Software has a problem.
OK, it has many problems. I’ve already highlighted one of them. But this is another important one.
The problem is that software—all software, with no exceptions—sucks. The reason for this is multifaceted and we could spend years and years arguing about who has the larger list of reasons, but in the end it boils down to the proverbial shoemaker’s children: Our development tools are the worst of the worst in software.
Computers are made up entirely out of CMOS transistors, which are all basically identical. It’s just in their organization and structure that they become interesting. Similarly, it’s alright for coding to be made up of simple characters, it can still have structure.
And another missed point.
Digital computers are made up of switches. (Not necessarily transistors, and those that are are not necessarily CMOS.) But nobody programs them as a pile of switches because that’s an insanely stupid level of abstraction to view problem domains through.
In the very, very, very early days of computers perhaps this was done, but that rapidly grew unwieldy and we developed ever more and better ways of organizing things so we could focus on problem domains instead of the minutiae of which switch was pointed which way. Sure enough, underneath all that there were still a myriad myriad of switches flipping on and off, but not a single programmer knows which switch is pointing which way beyond the grossest of levels (like GPIO pins).

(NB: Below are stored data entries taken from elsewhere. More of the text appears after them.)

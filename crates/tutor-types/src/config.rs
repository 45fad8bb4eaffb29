//! Configuration types for the tutor.
//!
//! `TutorConfig` represents the `config.toml` in the data directory. Every
//! field has a default, so an empty (or missing) file is a valid config.

use std::collections::HashMap;

use serde::{Deserialize, Serialize};

use crate::image::MAX_IMAGE_BYTES;
use crate::llm::{DEFAULT_FALLBACK_MODEL, DEFAULT_PRIMARY_MODEL, DEFAULT_TEMPERATURE};
use crate::topic::Topic;

/// Default Gemini API endpoint.
pub const DEFAULT_BASE_URL: &str = "https://generativelanguage.googleapis.com";

/// Top-level configuration.
///
/// Loaded from `~/.tutor/config.toml`.
#[derive(Debug, Clone, Serialize, Deserialize)]
pub struct TutorConfig {
    /// Model tried first for every send.
    #[serde(default = "default_primary_model")]
    pub primary_model: String,

    /// Model tried once when the primary is rate limited or overloaded.
    #[serde(default = "default_fallback_model")]
    pub fallback_model: String,

    #[serde(default = "default_temperature")]
    pub temperature: f64,

    #[serde(default = "default_base_url")]
    pub base_url: String,

    /// HTTP timeout for a single completion call.
    #[serde(default = "default_request_timeout_secs")]
    pub request_timeout_secs: u64,

    /// Image size ceiling. Values above 5 MiB are clamped.
    #[serde(default = "default_max_image_bytes")]
    pub max_image_bytes: u64,

    /// Per-topic replacements for the built-in system instruction,
    /// keyed by topic id (e.g. `Math`, `J_History`).
    #[serde(default)]
    pub instructions: HashMap<String, String>,
}

fn default_primary_model() -> String {
    DEFAULT_PRIMARY_MODEL.to_string()
}

fn default_fallback_model() -> String {
    DEFAULT_FALLBACK_MODEL.to_string()
}

fn default_temperature() -> f64 {
    DEFAULT_TEMPERATURE
}

fn default_base_url() -> String {
    DEFAULT_BASE_URL.to_string()
}

fn default_request_timeout_secs() -> u64 {
    120
}

fn default_max_image_bytes() -> u64 {
    MAX_IMAGE_BYTES
}

impl Default for TutorConfig {
    fn default() -> Self {
        Self {
            primary_model: default_primary_model(),
            fallback_model: default_fallback_model(),
            temperature: default_temperature(),
            base_url: default_base_url(),
            request_timeout_secs: default_request_timeout_secs(),
            max_image_bytes: default_max_image_bytes(),
            instructions: HashMap::new(),
        }
    }
}

impl TutorConfig {
    /// System instruction for `topic`, honoring overrides.
    pub fn instruction_for(&self, topic: Topic) -> String {
        self.instructions
            .get(topic.id())
            .filter(|s| !s.trim().is_empty())
            .cloned()
            .unwrap_or_else(|| topic.default_instruction())
    }

    /// Effective image ceiling (never above [`MAX_IMAGE_BYTES`]).
    pub fn image_limit(&self) -> u64 {
        self.max_image_bytes.min(MAX_IMAGE_BYTES)
    }
}

#[cfg(test)]
mod tests {
    use super::*;

    #[test]
    fn test_config_default_values() {
        let config = TutorConfig::default();
        assert_eq!(config.primary_model, "gemini-2.5-flash");
        assert_eq!(config.fallback_model, "gemini-2.5-flash-lite");
        assert!((config.temperature - 0.4).abs() < f64::EPSILON);
        assert_eq!(config.request_timeout_secs, 120);
        assert_eq!(config.image_limit(), 5 * 1024 * 1024);
        assert!(config.instructions.is_empty());
    }

    #[test]
    fn test_config_deserialize_empty() {
        let config: TutorConfig = toml::from_str("").unwrap();
        assert_eq!(config.primary_model, DEFAULT_PRIMARY_MODEL);
        assert_eq!(config.base_url, DEFAULT_BASE_URL);
    }

    #[test]
    fn test_config_deserialize_with_values() {
        let toml_str = r#"
primary_model = "gemini-2.5-pro"
temperature = 0.2
max_image_bytes = 99999999

[instructions]
Math = "Answer in one line."
J_History = "Cite the era."
"#;
        let config: TutorConfig = toml::from_str(toml_str).unwrap();
        assert_eq!(config.primary_model, "gemini-2.5-pro");
        assert_eq!(config.fallback_model, DEFAULT_FALLBACK_MODEL);
        assert_eq!(config.image_limit(), MAX_IMAGE_BYTES);
        assert_eq!(config.instruction_for(Topic::Math), "Answer in one line.");
        assert_eq!(config.instruction_for(Topic::JapaneseHistory), "Cite the era.");
        assert_eq!(
            config.instruction_for(Topic::Physics),
            Topic::Physics.default_instruction()
        );
    }

    #[test]
    fn test_blank_override_ignored() {
        let mut config = TutorConfig::default();
        config.instructions.insert("Free".to_string(), "   ".to_string());
        assert_eq!(config.instruction_for(Topic::Free), Topic::Free.default_instruction());
    }
}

Our problem domains have ballooned in complexity from the early days of programming languages, but our programming languages have not kept pace. We are spending more time on minutiae of testing, branching, and looping than we are on problem domains in our code, and complicated relationships in particular are difficult to model without extensive, error-prone effort in single-dimensional lines folded up into bizarre structures of tests and branches.
(This is, incidentally, something that was an active area of research in the 1970s. Computing power and computing complexity has risen exponentially since then.)

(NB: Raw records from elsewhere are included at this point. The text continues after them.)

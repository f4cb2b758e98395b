//! Quantile Bucketer — salary five-number summaries per experience band.

use serde::{Deserialize, Serialize};

use crate::models::employee::AnalyzedEmployee;

/// One box on the salary-vs-experience chart.
#[derive(Debug, Clone, PartialEq, Serialize, Deserialize)]
pub struct BoxPlotData {
    pub name: String,
    /// [min, q1, median, q3, max]
    #[serde(rename = "boxPlot")]
    pub box_plot: [f64; 5],
}

/// Experience bands in display order. Bounds are inclusive; the last band is open.
#[derive(Debug, Clone, Copy, PartialEq, Eq)]
pub enum ExperienceBand {
    Entry,
    Early,
    Mid,
    Senior,
}

impl ExperienceBand {
    pub const ALL: [ExperienceBand; 4] = [
        ExperienceBand::Entry,
        ExperienceBand::Early,
        ExperienceBand::Mid,
        ExperienceBand::Senior,
    ];

    pub fn label(self) -> &'static str {
        match self {
            ExperienceBand::Entry => "0-2 Yrs",
            ExperienceBand::Early => "3-5 Yrs",
            ExperienceBand::Mid => "6-8 Yrs",
            ExperienceBand::Senior => "9+ Yrs",
        }
    }

    /// Fractional years fall into the band whose upper bound they do not exceed.
    pub fn for_years(years: f64) -> Self {
        if years <= 2.0 {
            ExperienceBand::Entry
        } else if years <= 5.0 {
            ExperienceBand::Early
        } else if years <= 8.0 {
            ExperienceBand::Mid
        } else {
            ExperienceBand::Senior
        }
    }

    fn index(self) -> usize {
        self as usize
    }
}

/// Groups current salaries by experience band and summarises every band that
/// has at least two samples. Output follows band order.
pub fn experience_box_plots(employees: &[AnalyzedEmployee]) -> Vec<BoxPlotData> {
    let mut bands: [Vec<f64>; 4] = Default::default();
    for analyzed in employees {
        let band = ExperienceBand::for_years(analyzed.employee.experience_years);
        bands[band.index()].push(analyzed.employee.current_salary);
    }

    ExperienceBand::ALL
        .into_iter()
        .zip(bands)
        .filter_map(|(band, salaries)| {
            five_number_summary(salaries).map(|box_plot| BoxPlotData {
                name: band.label().to_string(),
                box_plot,
            })
        })
        .collect()
}

/// Order-statistic summary without interpolation: q1, median and q3 are the
/// sorted elements at ⌊n/4⌋, ⌊n/2⌋ and ⌊3n/4⌋. `None` below two samples.
pub fn five_number_summary(mut samples: Vec<f64>) -> Option<[f64; 5]> {
    let n = samples.len();
    if n < 2 {
        return None;
    }
    samples.sort_by(f64::total_cmp);
    Some([
        samples[0],
        samples[n / 4],
        samples[n / 2],
        samples[(3 * n) / 4],
        samples[n - 1],
    ])
}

As programmers we are doing the equivalent of using a screwdriver as a chisel while building a house. (And, worse, using that screwdriver as the only tool for the whole project.) It’s not a wonder that our work is slipshod and filled with error.
Abstractions are important, but we don’t need to reinvent computing to support them…modern programming languages allow basically limitless amounts of abstraction. Have you ever used a high level library like PyTorch? You can define a very powerful neural network in less than 100 lines of code. You get to focus entirely on the architecture of the network (number and types of layers), and it handles everything beneath the surface: Calculating gradients, iteratively updating weights, etc. Even if you choose to define your own custom layers, PyTorch can automatically calculate the gradients of arbitrarily complex functions you compose yourself. Python (and many other langs) are extremely flexible.
Human language is “1D” by your definition, but you can still use it to talk about very high level ideas.